Luzes, neurónios, ação: foi através da observação desta sequência de acontecimentos que uma equipa de cientistas, com participação portuguesa, conseguiu mostrar que são necessárias duas rotas diferentes de células nervosas para se gerar movimento.
Utilizando uma nova técnica, Rui Costa, neurocientista que trabalha na Fundação Champalimaud, em Lisboa, e colegas, puseram em causa o que se pensava ser a função de cada uma das rotas – defendia-se que uma servia para acionar um determinado movimento, outra para inibir o mesmo movimento. Mas, afinal, o comando para começar uma ação é mais complexo, mostra um estudo publicado nesta quarta-feira na edição online da revista Nature.
O que é uma ação: levantar o braço, caminhar até à casa de banho ou saltar de uma ponte? As três, mas a terceira necessita de um processo mental mais complexo para a tomada de decisão. O tipo de ação que Rui Costa e os colegas do Instituto Nacional do Abuso de Álcool e do Alcoolismo, nos Estados Unidos, estudaram prende-se mais com as duas primeiras. São esses movimentos mais simples que são afetados por doenças do sistema nervoso como a de Parkinson ou a coreia de Huntington.
Essas doenças afetam os gânglios de base, estruturas bem definidas no cérebro compostas por células nervosas que estão abaixo do córtex. Uma das atividades que são levadas a cabo pelos neurónios destas estruturas conduz à tomada de decisão para a iniciação ou não de movimentos mais simples.
Sabia-se que dois circuitos diferentes que partem destes gânglios afetavam esta decisão. Um dos circuitos é direto e o outro tem mais intermediários e, por isso, chama-se indireto. A doença de Parkinson, que é inibidora desses movimentos, e a coreia de Huntington, que provoca movimentos musculares descontrolados, afetam estes dois circuitos. Por isso, teorizou-se que o circuito direto servia para ativar o movimento e o indireto servia para o inibir.
Mas faltava uma observação experimental. “Nunca se conseguiu medir diretamente a atividade destes neurónios”, diz Rui Costa (...). O trabalho, que começou quando Rui Costa ainda estava nos Estados Unidos, ultrapassou esta dificuldade experimental e mostrou que aquela hipótese parece estar errada.
As células nervosas de cada circuito têm identidades diferentes e produzem proteínas únicas. A equipa criou ratinhos que produziam proteínas fluorescentes em cada um dos circuitos. Estas proteínas emitiam mais luminosidade quando os neurónios se ativavam.

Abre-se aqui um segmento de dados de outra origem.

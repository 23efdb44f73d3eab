//! Dataset ingestion
//!
//! One-time load of the raw CSV exports into SQLite, replacing any
//! previous load. Column types are decided by an explicit
//! classification step with declared rules evaluated over every
//! non-null value of a column:
//!
//! - all values parse as i64            -> INTEGER
//! - all values parse as f64            -> REAL
//! - all values are currency-formatted  -> REAL, cleaned during load
//! - anything else                      -> TEXT
//!
//! Currency cleanup strips a leading `$` and thousands separators.
//! Separator positions are not checked; the rule only decides whether
//! the whole column is money-shaped.

use std::path::Path;

use rusqlite::types::Value;
use rusqlite::Connection;

use tabletalk_core::error::StoreError;

/// The fixed set of datasets: (file name, table name).
pub const DATASETS: &[(&str, &str)] = &[
    ("activities-web.csv", "proyectos"),
    ("procesos_competitivos.csv", "licitaciones"),
    ("adjudicatarios_psd.csv", "adjudicaciones"),
];

/// Declared type of a loaded column.
#[derive(Debug, Clone, Copy, PartialEq, Eq)]
pub enum ColumnKind {
    Integer,
    Real,
    Currency,
    Text,
}

impl ColumnKind {
    fn sql_type(self) -> &'static str {
        match self {
            ColumnKind::Integer => "INTEGER",
            ColumnKind::Real | ColumnKind::Currency => "REAL",
            ColumnKind::Text => "TEXT",
        }
    }
}

/// What one `load_dir` call ingested.
#[derive(Debug, Clone, Default)]
pub struct LoadReport {
    /// (table name, row count) per loaded table
    pub tables: Vec<(String, usize)>,
}

/// Load every dataset file found under `data_dir` into `db_path`.
///
/// Missing files are skipped with a warning, matching a partial raw
/// data drop; present files replace their table wholesale.
pub fn load_dir(data_dir: &Path, db_path: &Path) -> Result<LoadReport, StoreError> {
    if let Some(parent) = db_path.parent() {
        std::fs::create_dir_all(parent).map_err(|e| StoreError::Load(e.to_string()))?;
    }
    let mut conn =
        Connection::open(db_path).map_err(|e| StoreError::Connection(e.to_string()))?;

    let mut report = LoadReport::default();
    for &(file, table) in DATASETS {
        let path = data_dir.join(file);
        if !path.exists() {
            tracing::warn!(file, "dataset file not found, skipping");
            continue;
        }
        let rows = load_csv(&mut conn, &path, table)?;
        tracing::info!(table, rows, "loaded dataset");
        report.tables.push((table.to_string(), rows));
    }
    Ok(report)
}

/// Load a single CSV file into `table`, replacing it.
pub fn load_csv(conn: &mut Connection, path: &Path, table: &str) -> Result<usize, StoreError> {
    // The raw exports are a mix of UTF-8 and Latin-1; reading bytes
    // and converting lossily keeps the loader total over both.
    let mut reader = csv::ReaderBuilder::new()
        .flexible(true)
        .from_path(path)
        .map_err(|e| StoreError::Load(e.to_string()))?;

    let headers: Vec<String> = reader
        .byte_headers()
        .map_err(|e| StoreError::Load(e.to_string()))?
        .iter()
        .map(|h| String::from_utf8_lossy(h).trim().to_string())
        .collect();

    let mut records: Vec<Vec<Option<String>>> = Vec::new();
    for result in reader.byte_records() {
        let record = result.map_err(|e| StoreError::Load(e.to_string()))?;
        let row = (0..headers.len())
            .map(|i| {
                record
                    .get(i)
                    .map(|field| String::from_utf8_lossy(field).trim().to_string())
                    .filter(|s| !s.is_empty())
            })
            .collect();
        records.push(row);
    }

    let kinds: Vec<ColumnKind> = (0..headers.len())
        .map(|i| classify_column(records.iter().map(|r| r[i].as_deref())))
        .collect();

    let column_defs: Vec<String> = headers
        .iter()
        .zip(&kinds)
        .map(|(h, k)| format!("{} {}", quote_ident(h), k.sql_type()))
        .collect();

    let tx = conn
        .transaction()
        .map_err(|e| StoreError::Load(e.to_string()))?;
    tx.execute_batch(&format!(
        "DROP TABLE IF EXISTS {quoted};\nCREATE TABLE {quoted} ({defs});",
        quoted = quote_ident(table),
        defs = column_defs.join(", ")
    ))
    .map_err(|e| StoreError::Load(e.to_string()))?;

    let placeholders: Vec<&str> = std::iter::repeat("?").take(headers.len()).collect();
    let insert = format!(
        "INSERT INTO {} VALUES ({})",
        quote_ident(table),
        placeholders.join(", ")
    );
    {
        let mut stmt = tx
            .prepare(&insert)
            .map_err(|e| StoreError::Load(e.to_string()))?;
        for record in &records {
            let params: Vec<Value> = record
                .iter()
                .zip(&kinds)
                .map(|(field, kind)| to_sql_value(field.as_deref(), *kind))
                .collect();
            stmt.execute(rusqlite::params_from_iter(params))
                .map_err(|e| StoreError::Load(e.to_string()))?;
        }
    }
    tx.commit().map_err(|e| StoreError::Load(e.to_string()))?;

    Ok(records.len())
}

/// Classify a column from all of its non-null values.
pub fn classify_column<'a>(values: impl Iterator<Item = Option<&'a str>>) -> ColumnKind {
    let mut any = false;
    let mut all_integer = true;
    let mut all_real = true;
    let mut all_currency = true;

    for value in values.flatten() {
        any = true;
        if value.parse::<i64>().is_err() {
            all_integer = false;
        }
        if value.parse::<f64>().is_err() {
            all_real = false;
        }
        if parse_currency(value).is_none() {
            all_currency = false;
        }
    }

    if !any {
        ColumnKind::Text
    } else if all_integer {
        ColumnKind::Integer
    } else if all_real {
        ColumnKind::Real
    } else if all_currency {
        ColumnKind::Currency
    } else {
        ColumnKind::Text
    }
}

/// Parse a currency-formatted value: optional leading `$`, thousands
/// separators allowed.
pub fn parse_currency(value: &str) -> Option<f64> {
    let trimmed = value.trim();
    let without_symbol = trimmed.strip_prefix('$').unwrap_or(trimmed).trim();
    if without_symbol.is_empty() {
        return None;
    }
    without_symbol.replace(',', "").parse().ok()
}

fn to_sql_value(field: Option<&str>, kind: ColumnKind) -> Value {
    let Some(field) = field else {
        return Value::Null;
    };
    match kind {
        ColumnKind::Integer => field
            .parse::<i64>()
            .map(Value::Integer)
            .unwrap_or(Value::Null),
        ColumnKind::Real => field.parse::<f64>().map(Value::Real).unwrap_or(Value::Null),
        ColumnKind::Currency => parse_currency(field)
            .map(Value::Real)
            .unwrap_or(Value::Null),
        ColumnKind::Text => Value::Text(field.to_string()),
    }
}

fn quote_ident(name: &str) -> String {
    format!("\"{}\"", name.replace('"', "\"\""))
}
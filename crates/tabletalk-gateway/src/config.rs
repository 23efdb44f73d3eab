//! Gateway configuration

use serde::{Deserialize, Serialize};
use std::net::SocketAddr;

use crate::{GatewayError, DEFAULT_HOST, DEFAULT_PORT};

/// Main gateway configuration
#[derive(Debug, Clone, Serialize, Deserialize)]
pub struct GatewayConfig {
    /// Server host
    pub host: String,

    /// Server port
    pub port: u16,

    /// Enable request tracing
    pub tracing: bool,
}

impl Default for GatewayConfig {
    fn default() -> Self {
        Self {
            host: DEFAULT_HOST.to_string(),
            port: DEFAULT_PORT,
            tracing: true,
        }
    }
}

impl GatewayConfig {
    /// Create a new configuration with default values
    pub fn new() -> Self {
        Self::default()
    }

    /// Set the host
    pub fn with_host(mut self, host: impl Into<String>) -> Self {
        self.host = host.into();
        self
    }

    /// Set the port
    pub fn with_port(mut self, port: u16) -> Self {
        self.port = port;
        self
    }

    /// Get the socket address
    pub fn socket_addr(&self) -> crate::Result<SocketAddr> {
        format!("{}:{}", self.host, self.port)
            .parse()
            .map_err(|_| GatewayError::InvalidConfig(format!("bad bind address {}:{}", self.host, self.port)))
    }
}
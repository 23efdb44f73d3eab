//! Tabletalk Store - SQLite-Backed Tabular Data
//!
//! Two concerns live here: executing generated queries against the
//! datasets (each call on its own scoped read-only connection) and
//! the one-time ingestion of the raw CSV exports into SQLite with an
//! explicit column-classification step.

pub mod etl;
pub mod store;

pub use etl::{classify_column, load_dir, parse_currency, ColumnKind, LoadReport, DATASETS};
pub use store::SqliteStore;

Com uma pequeníssima fibra ótica instalada no cérebro dos ratinhos e ligada a um contador de fotões, os cientistas conseguiram medir a atividade dos dois circuitos neuronais separadamente.
Depois, puseram os ratinhos a iniciar um movimento e mediram a atividade do circuito direto e do indireto. “Menos de um segundo antes de iniciar o movimento, os dois circuitos ficavam mais ativos, depois iniciava-se o movimento”, conta Rui Costa. “Para iniciar um movimento consciente, é necessário os dois circuitos estarem ativos”, conclui.
Os cientistas não fizeram nenhuma experiência que testasse a atividade dos circuitos quando uma ação era inibida. Só se verificou que, quando os ratinhos se mantinham parados, os dois circuitos estavam menos ativos.
Não se sabe qual a função de cada um dos circuitos. Uma das possibilidades é que, enquanto um circuito está a ativar uma ação, o outro acaba por inibir todas as outras, explica Rui Costa.
Mas estes resultados podem ajudar “a melhorar o tratamento dos sintomas das doenças neuronais”, diz o investigador. “O próximo passo é tentar manipular a atividade destes circuitos, de forma a controlar o movimento.”